• WHAT YOU WILL DO: Print the records below word for word, beginning with the first line and ending once the line containing "use crate::response::SpokenResponse;" is printed.

• INPUT MATERIAL:
_ _ _ _
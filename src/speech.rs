use rand::seq::SliceRandom;

/// Join names the way they are read aloud: `a, b and c`.
///
/// ```
/// use premium_facts::speech::join_for_speech;
/// assert_eq!(join_for_speech(&["Science Pack"]), "Science Pack");
/// assert_eq!(join_for_speech(&["A", "B", "C"]), "A, B and C");
/// ```
pub fn join_for_speech<S: AsRef<str>>(names: &[S]) -> String {
    join_with(names, "and")
}

/// Same as [`join_for_speech`] but offering a choice: `a, b or c`.
pub fn join_alternatives<S: AsRef<str>>(names: &[S]) -> String {
    join_with(names, "or")
}

fn join_with<S: AsRef<str>>(names: &[S], connector: &str) -> String {
    match names {
        [] => String::new(),
        [only] => only.as_ref().to_string(),
        [init @ .., last] => {
            let head: Vec<&str> = init.iter().map(AsRef::as_ref).collect();
            format!("{} {connector} {}", head.join(", "), last.as_ref())
        }
    }
}

/// Pools of interchangeable phrases.
#[derive(Debug, Clone)]
pub struct Phrasebook {
    pub yes_no_questions: Vec<String>,
    pub goodbyes: Vec<String>,
}

impl Default for Phrasebook {
    fn default() -> Self {
        Self {
            yes_no_questions: vec![
                "Would you like another fact?".into(),
                "Can I tell you another fact?".into(),
                "Do you want to hear another fact?".into(),
            ],
            goodbyes: vec![
                "OK.  Goodbye!".into(),
                "Have a great day!".into(),
                "Come back again soon!".into(),
            ],
        }
    }
}

impl Phrasebook {
    pub fn yes_no_question(&self) -> &str {
        pick(&self.yes_no_questions, "Would you like another fact?")
    }

    pub fn goodbye(&self) -> &str {
        pick(&self.goodbyes, "Goodbye!")
    }
}

fn pick<'a>(pool: &'a [String], default: &'a str) -> &'a str {
    pool.choose(&mut rand::thread_rng())
        .map(String::as_str)
        .unwrap_or(default)
}
use async_trait::async_trait;

use super::WHAT_CAN_I_HELP;
use crate::entitlement::{category_of, entitled_products};
use crate::error::DispatchError;
use crate::event::Event;
use crate::handler::{Handler, Turn};
use crate::response::SpokenResponse;
use crate::speech::join_for_speech;

/// Greets the user, naming what they already own.
pub struct Launch;

#[async_trait]
impl Handler for Launch {
    fn name(&self) -> &'static str {
        "Launch"
    }

    fn matches(&self, event: &Event) -> bool {
        matches!(event, Event::Launch)
    }

    async fn handle(
        &self,
        turn: &Turn<'_>,
        _event: &Event,
    ) -> Result<SpokenResponse, DispatchError> {
        let snapshot = turn.snapshot().await?;
        let entitled = entitled_products(&snapshot);
        let owned: Vec<&str> = entitled.iter().map(|p| p.name.as_str()).collect();
        // The bundle owns no single category, so it borrows the table's first.
        let example = entitled
            .iter()
            .find_map(|p| category_of(&p.reference_name))
            .or_else(|| turn.facts().categories().first().copied())
            .unwrap_or("science");
        let skill = &turn.context.skill_name;
        let speech = if owned.is_empty() {
            tracing::debug!("no entitled products");
            format!(
                "Welcome to {skill}. To hear a random fact you can say 'Tell me a fact', or to \
                 hear about the premium categories for purchase, say 'What can I buy'. For help, \
                 say 'Help me'... So, what can I help you with?"
            )
        } else {
            format!(
                "Welcome to {skill}. You currently own {} products. To hear a random fact, you \
                 could say, 'Tell me a fact', or you can ask for a specific category you have \
                 purchased, for example, say 'Tell me a {example} fact'. To know what else you can \
                 buy, say, 'What can i buy?'. So, what can I help you with?",
                join_for_speech(&owned)
            )
        };
        Ok(SpokenResponse::speak(speech).ask(WHAT_CAN_I_HELP))
    }
}
use async_trait::async_trait;

use super::intent_of;
use crate::entitlement::{Access, authorize_category};
use crate::error::DispatchError;
use crate::event::{Event, IntentRequest, intents, slots};
use crate::facts::FactCatalog;
use crate::handler::{Handler, Turn};
use crate::response::{Directive, SpokenResponse};
use crate::speech::join_alternatives;

/// A fact from the whole table, free for everyone.
pub struct GetFact;

impl GetFact {
    pub(crate) fn respond(turn: &Turn<'_>) -> Result<SpokenResponse, DispatchError> {
        let fact = turn.facts().random_fact(None)?;
        let phrases = turn.phrases();
        Ok(SpokenResponse::speak(format!(
            "Here's your random fact: {} {}",
            fact.text,
            phrases.yes_no_question()
        ))
        .ask(phrases.yes_no_question()))
    }
}

#[async_trait]
impl Handler for GetFact {
    fn name(&self) -> &'static str {
        "GetFact"
    }

    fn matches(&self, event: &Event) -> bool {
        event.is_intent(intents::GET_FACT)
    }

    async fn handle(
        &self,
        turn: &Turn<'_>,
        _event: &Event,
    ) -> Result<SpokenResponse, DispatchError> {
        Self::respond(turn)
    }
}

/// "Yes" to another fact behaves exactly like asking for one.
pub struct Yes;

#[async_trait]
impl Handler for Yes {
    fn name(&self) -> &'static str {
        "Yes"
    }

    fn matches(&self, event: &Event) -> bool {
        event.is_intent(intents::YES)
    }

    async fn handle(
        &self,
        turn: &Turn<'_>,
        event: &Event,
    ) -> Result<SpokenResponse, DispatchError> {
        GetFact.handle(turn, event).await
    }
}

/// A fact from one category, gated on owning its pack or the bundle.
pub struct GetCategoryFact;

/// The requested category if it resolved to one the fact table knows.
fn requested_category<'a>(
    facts: &FactCatalog,
    intent: &'a IntentRequest,
) -> Result<&'a str, DispatchError> {
    intent
        .resolved(slots::FACT_CATEGORY)
        .filter(|c| facts.has_category(c))
        .ok_or_else(|| DispatchError::UnresolvedSlot(slots::FACT_CATEGORY.to_string()))
}

fn clarify(facts: &FactCatalog, intent: &IntentRequest) -> SpokenResponse {
    let categories = join_alternatives(&facts.categories());
    let heard = intent
        .spoken(slots::FACT_CATEGORY)
        .map(|said| format!("I heard you say {said}. "))
        .unwrap_or_default();
    SpokenResponse::speak(format!(
        "{heard}I don't have facts for that category.  You can ask for {categories} facts.  \
         Which one would you like?"
    ))
    .ask(format!(
        "Which fact category would you like?  I have {categories}."
    ))
}

#[async_trait]
impl Handler for GetCategoryFact {
    fn name(&self) -> &'static str {
        "GetCategoryFact"
    }

    fn matches(&self, event: &Event) -> bool {
        event.is_intent(intents::GET_CATEGORY_FACT)
    }

    async fn handle(
        &self,
        turn: &Turn<'_>,
        event: &Event,
    ) -> Result<SpokenResponse, DispatchError> {
        let intent = intent_of(event)?;
        let facts = turn.facts();
        let category = match requested_category(facts, intent) {
            Ok(category) => category,
            Err(e) => {
                tracing::debug!(error = %e, spoken = ?intent.spoken(slots::FACT_CATEGORY), "asking for a category");
                return Ok(clarify(facts, intent));
            }
        };
        tracing::debug!(%category, "category fact requested");

        let snapshot = turn.snapshot().await?;
        let phrases = turn.phrases();
        match authorize_category(&snapshot, category) {
            Access::Granted => {
                let fact = facts.random_fact(Some(category))?;
                Ok(SpokenResponse::speak(format!(
                    "Here's your {category} fact: {} {}",
                    fact.text,
                    phrases.yes_no_question()
                ))
                .ask(phrases.yes_no_question()))
            }
            Access::Upsell(product) => {
                let message = format!(
                    "You don't currently own the {category} pack. {} Want to learn more?",
                    product.summary
                );
                tracing::info!(product = %product.reference_name, "offering upsell");
                Ok(SpokenResponse::handoff(Directive::upsell(
                    product,
                    message,
                    turn.mint_token(),
                )))
            }
            Access::Unavailable => {
                tracing::warn!(%category, "no product sells this category");
                Ok(SpokenResponse::speak(format!(
                    "Sorry, the {category} pack isn't available for purchase right now. \
                     Would you like a random fact instead?"
                ))
                .ask(phrases.yes_no_question()))
            }
        }
    }
}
_ _ _ _
• TASK SOLUTION:
filename src/speech.rs
use rand::seq::SliceRandom;

/// Join names the way they are read aloud: `a, b and c`.
///
/// ```
/// use premium_facts::speech::join_for_speech;
/// assert_eq!(join_for_speech(&["Science Pack"]), "Science Pack");
/// assert_eq!(join_for_speech(&["A", "B", "C"]), "A, B and C");
/// ```
pub fn join_for_speech<S: AsRef<str>>(names: &[S]) -> String {
    join_with(names, "and")
}

/// Same as [`join_for_speech`] but offering a choice: `a, b or c`.
pub fn join_alternatives<S: AsRef<str>>(names: &[S]) -> String {
    join_with(names, "or")
}

fn join_with<S: AsRef<str>>(names: &[S], connector: &str) -> String {
    match names {
        [] => String::new(),
        [only] => only.as_ref().to_string(),
        [init @ .., last] => {
            let head: Vec<&str> = init.iter().map(AsRef::as_ref).collect();
            format!("{} {connector} {}", head.join(", "), last.as_ref())
        }
    }
}

/// Pools of interchangeable phrases.
#[derive(Debug, Clone)]
pub struct Phrasebook {
    pub yes_no_questions: Vec<String>,
    pub goodbyes: Vec<String>,
}

impl Default for Phrasebook {
    fn default() -> Self {
        Self {
            yes_no_questions: vec![
                "Would you like another fact?".into(),
                "Can I tell you another fact?".into(),
                "Do you want to hear another fact?".into(),
            ],
            goodbyes: vec![
                "OK.  Goodbye!".into(),
                "Have a great day!".into(),
                "Come back again soon!".into(),
            ],
        }
    }
}

impl Phrasebook {
    pub fn yes_no_question(&self) -> &str {
        pick(&self.yes_no_questions, "Would you like another fact?")
    }

    pub fn goodbye(&self) -> &str {
        pick(&self.goodbyes, "Goodbye!")
    }
}

fn pick<'a>(pool: &'a [String], default: &'a str) -> &'a str {
    pool.choose(&mut rand::thread_rng())
        .map(String::as_str)
        .unwrap_or(default)
}
use async_trait::async_trait;

use super::WHAT_CAN_I_HELP;
use crate::entitlement::{category_of, entitled_products};
use crate::error::DispatchError;
use crate::event::Event;
use crate::handler::{Handler, Turn};
use crate::response::SpokenResponse;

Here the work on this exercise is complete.